RECORDS PROVIDED:
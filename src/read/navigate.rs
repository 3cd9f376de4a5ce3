//! Cursor movement built on `read` and the node accessors.
//!
//! Names passed to the `read_to_*` functions are interned once in the
//! reader's name table; candidates are then compared by identity.

use crate::errors::{Error, Result};
use crate::name::Atom;
use crate::node::{NodeType, ReadState};
use crate::read::content::{element_not_found, element_not_found_ns};
use crate::read::XmlRead;

/// Interned form of the name a `read_to_*` search looks for.
enum Target {
    Name(Atom),
    Ns { local_name: Atom, namespace_uri: Atom },
}

impl Target {
    fn name<R: XmlRead + ?Sized>(reader: &R, name: &str) -> Result<Self> {
        if name.is_empty() {
            return Err(Error::InvalidOperation("the name must not be empty".to_string()));
        }
        Ok(Target::Name(reader.name_table().add(name)))
    }

    fn ns<R: XmlRead + ?Sized>(reader: &R, local_name: &str, namespace_uri: &str) -> Result<Self> {
        if local_name.is_empty() {
            return Err(Error::InvalidOperation(
                "the local name must not be empty".to_string(),
            ));
        }
        let names = reader.name_table();
        Ok(Target::Ns {
            local_name: names.add(local_name),
            namespace_uri: names.add(namespace_uri),
        })
    }

    /// Returns `true` if the reader is on an element with this name.
    fn matches<R: XmlRead + ?Sized>(&self, reader: &R) -> bool {
        if reader.node_type() != NodeType::Element {
            return false;
        }
        match self {
            Target::Name(name) => name.ptr_eq(reader.name()),
            Target::Ns {
                local_name,
                namespace_uri,
            } => {
                local_name.ptr_eq(reader.local_name()) && namespace_uri.ptr_eq(reader.namespace_uri())
            }
        }
    }
}

/// Skips everything that is not content: whitespace, comments, processing
/// instructions, the XML declaration and the document type. An attribute
/// cursor is moved back to its element.
pub(crate) fn move_to_content<R: XmlRead + ?Sized>(reader: &mut R) -> Result<NodeType> {
    loop {
        match reader.node_type() {
            NodeType::Attribute => {
                reader.move_to_element();
                return Ok(NodeType::Element);
            }
            NodeType::Element
            | NodeType::EndElement
            | NodeType::CData
            | NodeType::Text
            | NodeType::EntityReference
            | NodeType::EndEntity => return Ok(reader.node_type()),
            _ => {}
        }
        if !reader.read()? {
            return Ok(reader.node_type());
        }
    }
}

/// Moves past the current node and, for an element, past all of its
/// descendants and its end tag.
pub(crate) fn skip_subtree<R: XmlRead + ?Sized>(reader: &mut R) -> Result<bool> {
    reader.move_to_element();
    if reader.node_type() == NodeType::Element && !reader.is_empty_element() {
        let depth = reader.depth();
        while reader.read()? && depth < reader.depth() {}
        if reader.node_type() == NodeType::EndElement {
            return reader.read();
        }
        Ok(false)
    } else {
        reader.read()
    }
}

pub(crate) fn skip<R: XmlRead + ?Sized>(reader: &mut R) -> Result<()> {
    if reader.read_state() != ReadState::Interactive {
        return Ok(());
    }
    skip_subtree(reader)?;
    Ok(())
}

fn read_to_following_target<R: XmlRead + ?Sized>(reader: &mut R, target: Target) -> Result<bool> {
    while reader.read()? {
        if target.matches(reader) {
            return Ok(true);
        }
    }
    Ok(false)
}

pub(crate) fn read_to_following<R: XmlRead + ?Sized>(reader: &mut R, name: &str) -> Result<bool> {
    let target = Target::name(reader, name)?;
    read_to_following_target(reader, target)
}

pub(crate) fn read_to_following_ns<R: XmlRead + ?Sized>(
    reader: &mut R,
    local_name: &str,
    namespace_uri: &str,
) -> Result<bool> {
    let target = Target::ns(reader, local_name, namespace_uri)?;
    read_to_following_target(reader, target)
}

fn read_to_descendant_target<R: XmlRead + ?Sized>(reader: &mut R, target: Target) -> Result<bool> {
    let mut parent_depth = reader.depth() as isize;
    if reader.node_type() != NodeType::Element {
        // before the first read the whole document is searched
        if reader.read_state() == ReadState::Initial {
            parent_depth -= 1;
        } else {
            return Ok(false);
        }
    } else if reader.is_empty_element() {
        return Ok(false);
    }
    while reader.read()? && reader.depth() as isize > parent_depth {
        if target.matches(reader) {
            return Ok(true);
        }
    }
    Ok(false)
}

pub(crate) fn read_to_descendant<R: XmlRead + ?Sized>(reader: &mut R, name: &str) -> Result<bool> {
    let target = Target::name(reader, name)?;
    read_to_descendant_target(reader, target)
}

pub(crate) fn read_to_descendant_ns<R: XmlRead + ?Sized>(
    reader: &mut R,
    local_name: &str,
    namespace_uri: &str,
) -> Result<bool> {
    let target = Target::ns(reader, local_name, namespace_uri)?;
    read_to_descendant_target(reader, target)
}

fn read_to_next_sibling_target<R: XmlRead + ?Sized>(
    reader: &mut R,
    target: Target,
) -> Result<bool> {
    while skip_subtree(reader)? {
        if target.matches(reader) {
            return Ok(true);
        }
        if reader.node_type() == NodeType::EndElement || reader.eof() {
            break;
        }
    }
    Ok(false)
}

pub(crate) fn read_to_next_sibling<R: XmlRead + ?Sized>(
    reader: &mut R,
    name: &str,
) -> Result<bool> {
    let target = Target::name(reader, name)?;
    read_to_next_sibling_target(reader, target)
}

pub(crate) fn read_to_next_sibling_ns<R: XmlRead + ?Sized>(
    reader: &mut R,
    local_name: &str,
    namespace_uri: &str,
) -> Result<bool> {
    let target = Target::ns(reader, local_name, namespace_uri)?;
    read_to_next_sibling_target(reader, target)
}

pub(crate) fn read_start_element<R: XmlRead + ?Sized>(reader: &mut R) -> Result<()> {
    let node_type = move_to_content(reader)?;
    if node_type != NodeType::Element {
        return Err(Error::invalid_node("read_start_element", node_type));
    }
    reader.read()?;
    Ok(())
}

pub(crate) fn read_start_element_named<R: XmlRead + ?Sized>(
    reader: &mut R,
    name: &str,
) -> Result<()> {
    let node_type = move_to_content(reader)?;
    if node_type != NodeType::Element {
        return Err(Error::invalid_node("read_start_element", node_type));
    }
    if &**reader.name() != name {
        return Err(element_not_found(name));
    }
    reader.read()?;
    Ok(())
}

pub(crate) fn read_start_element_ns<R: XmlRead + ?Sized>(
    reader: &mut R,
    local_name: &str,
    namespace_uri: &str,
) -> Result<()> {
    let node_type = move_to_content(reader)?;
    if node_type != NodeType::Element {
        return Err(Error::invalid_node("read_start_element", node_type));
    }
    if &**reader.local_name() != local_name || &**reader.namespace_uri() != namespace_uri {
        return Err(element_not_found_ns(local_name, namespace_uri));
    }
    reader.read()?;
    Ok(())
}

pub(crate) fn read_end_element<R: XmlRead + ?Sized>(reader: &mut R) -> Result<()> {
    let node_type = move_to_content(reader)?;
    if node_type != NodeType::EndElement {
        return Err(Error::invalid_node("read_end_element", node_type));
    }
    reader.read()?;
    Ok(())
}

WHAT THIS TASK INVOLVES:
An exact transcript of all the records is the expected result.

WRITTEN ANSWER:
filename src/read/navigate.rs
repository 3cd9f376de4a5ce3
//! Cursor movement built on `read` and the node accessors.
//!
//! Names passed to the `read_to_*` functions are interned once in the
//! reader's name table; candidates are then compared by identity.

use crate::errors::{Error, Result};
use crate::name::Atom;
use crate::node::{NodeType, ReadState};
use crate::read::content::{element_not_found, element_not_found_ns};
use crate::read::XmlRead;

/// Interned form of the name a `read_to_*` search looks for.
enum Target {
    Name(Atom),
    Ns { local_name: Atom, namespace_uri: Atom },
}

impl Target {
    fn name<R: XmlRead + ?Sized>(reader: &R, name: &str) -> Result<Self> {
        if name.is_empty() {
            return Err(Error::InvalidOperation("the name must not be empty".to_string()));
        }
        Ok(Target::Name(reader.name_table().add(name)))
    }

    fn ns<R: XmlRead + ?Sized>(reader: &R, local_name: &str, namespace_uri: &str) -> Result<Self> {
        if local_name.is_empty() {
            return Err(Error::InvalidOperation(
                "the local name must not be empty".to_string(),
            ));
        }
        let names = reader.name_table();
        Ok(Target::Ns {
            local_name: names.add(local_name),
            namespace_uri: names.add(namespace_uri),
        })
    }

    /// Returns `true` if the reader is on an element with this name.
    fn matches<R: XmlRead + ?Sized>(&self, reader: &R) -> bool {
        if reader.node_type() != NodeType::Element {
            return false;
        }
        match self {
            Target::Name(name) => name.ptr_eq(reader.name()),
            Target::Ns {
                local_name,
                namespace_uri,
            } => {
                local_name.ptr_eq(reader.local_name()) && namespace_uri.ptr_eq(reader.namespace_uri())
            }
        }
    }
}

/// Skips everything that is not content: whitespace, comments, processing
/// instructions, the XML declaration and the document type. An attribute
/// cursor is moved back to its element.
pub(crate) fn move_to_content<R: XmlRead + ?Sized>(reader: &mut R) -> Result<NodeType> {
    loop {
        match reader.node_type() {
            NodeType::Attribute => {
                reader.move_to_element();
                return Ok(NodeType::Element);
            }
            NodeType::Element
            | NodeType::EndElement
            | NodeType::CData
            | NodeType::Text
            | NodeType::EntityReference
            | NodeType::EndEntity => return Ok(reader.node_type()),
            _ => {}
        }
        if !reader.read()? {
            return Ok(reader.node_type());
        }
    }
}

/// Moves past the current node and, for an element, past all of its
/// descendants and its end tag.
pub(crate) fn skip_subtree<R: XmlRead + ?Sized>(reader: &mut R) -> Result<bool> {
    reader.move_to_element();
    if reader.node_type() == NodeType::Element && !reader.is_empty_element() {
        let depth = reader.depth();
        while reader.read()? && depth < reader.depth() {}
        if reader.node_type() == NodeType::EndElement {
            return reader.read();
        }
        Ok(false)
    } else {
        reader.read()
    }
}

pub(crate) fn skip<R: XmlRead + ?Sized>(reader: &mut R) -> Result<()> {
    if reader.read_state() != ReadState::Interactive {
        return Ok(());
    }
    skip_subtree(reader)?;
    Ok(())
}

fn read_to_following_target<R: XmlRead + ?Sized>(reader: &mut R, target: Target) -> Result<bool> {
    while reader.read()? {
        if target.matches(reader) {
            return Ok(true);
        }
    }
    Ok(false)
}

pub(crate) fn read_to_following<R: XmlRead + ?Sized>(reader: &mut R, name: &str) -> Result<bool> {
    let target = Target::name(reader, name)?;
    read_to_following_target(reader, target)
}

pub(crate) fn read_to_following_ns<R: XmlRead + ?Sized>(
    reader: &mut R,
    local_name: &str,
    namespace_uri: &str,
) -> Result<bool> {
    let target = Target::ns(reader, local_name, namespace_uri)?;
    read_to_following_target(reader, target)
}

fn read_to_descendant_target<R: XmlRead + ?Sized>(reader: &mut R, target: Target) -> Result<bool> {
    let mut parent_depth = reader.depth() as isize;
    if reader.node_type() != NodeType::Element {
        // before the first read the whole document is searched
        if reader.read_state() == ReadState::Initial {
            parent_depth -= 1;
        } else {
            return Ok(false);
        }
    } else if reader.is_empty_element() {
        return Ok(false);
    }
    while reader.read()? && reader.depth() as isize > parent_depth {
        if target.matches(reader) {
            return Ok(true);
        }
    }
    Ok(false)
}

pub(crate) fn read_to_descendant<R: XmlRead + ?Sized>(reader: &mut R, name: &str) -> Result<bool> {
    let target = Target::name(reader, name)?;
    read_to_descendant_target(reader, target)
}

pub(crate) fn read_to_descendant_ns<R: XmlRead + ?Sized>(
    reader: &mut R,
    local_name: &str,
    namespace_uri: &str,
) -> Result<bool> {
    let target = Target::ns(reader, local_name, namespace_uri)?;
    read_to_descendant_target(reader, target)
}

fn read_to_next_sibling_target<R: XmlRead + ?Sized>(
    reader: &mut R,
    target: Target,
) -> Result<bool> {
    while skip_subtree(reader)? {
        if target.matches(reader) {
            return Ok(true);
        }
        if reader.node_type() == NodeType::EndElement || reader.eof() {
            break;
        }
    }
    Ok(false)
}

pub(crate) fn read_to_next_sibling<R: XmlRead + ?Sized>(
    reader: &mut R,
    name: &str,
) -> Result<bool> {
    let target = Target::name(reader, name)?;
    read_to_next_sibling_target(reader, target)
}

pub(crate) fn read_to_next_sibling_ns<R: XmlRead + ?Sized>(
    reader: &mut R,
    local_name: &str,
    namespace_uri: &str,
) -> Result<bool> {
    let target = Target::ns(reader, local_name, namespace_uri)?;
    read_to_next_sibling_target(reader, target)
}

pub(crate) fn read_start_element<R: XmlRead + ?Sized>(reader: &mut R) -> Result<()> {
    let node_type = move_to_content(reader)?;
    if node_type != NodeType::Element {
        return Err(Error::invalid_node("read_start_element", node_type));
    }
    reader.read()?;
    Ok(())
}

pub(crate) fn read_start_element_named<R: XmlRead + ?Sized>(
    reader: &mut R,
    name: &str,
) -> Result<()> {
    let node_type = move_to_content(reader)?;
    if node_type != NodeType::Element {
        return Err(Error::invalid_node("read_start_element", node_type));
    }
    if &**reader.name() != name {
        return Err(element_not_found(name));
    }
    reader.read()?;
    Ok(())
}

pub(crate) fn read_start_element_ns<R: XmlRead + ?Sized>(
    reader: &mut R,
    local_name: &str,
    namespace_uri: &str,
) -> Result<()> {
    let node_type = move_to_content(reader)?;
    if node_type != NodeType::Element {
        return Err(Error::invalid_node("read_start_element", node_type));
    }
    if &**reader.local_name() != local_name || &**reader.namespace_uri() != namespace_uri {
        return Err(element_not_found_ns(local_name, namespace_uri));
    }
    reader.read()?;
    Ok(())
}

pub(crate) fn read_end_element<R: XmlRead + ?Sized>(reader: &mut R) -> Result<()> {
    let node_type = move_to_content(reader)?;
    if node_type != NodeType::EndElement {
        return Err(Error::invalid_node("read_end_element", node_type));
    }
    reader.read()?;
    Ok(())
}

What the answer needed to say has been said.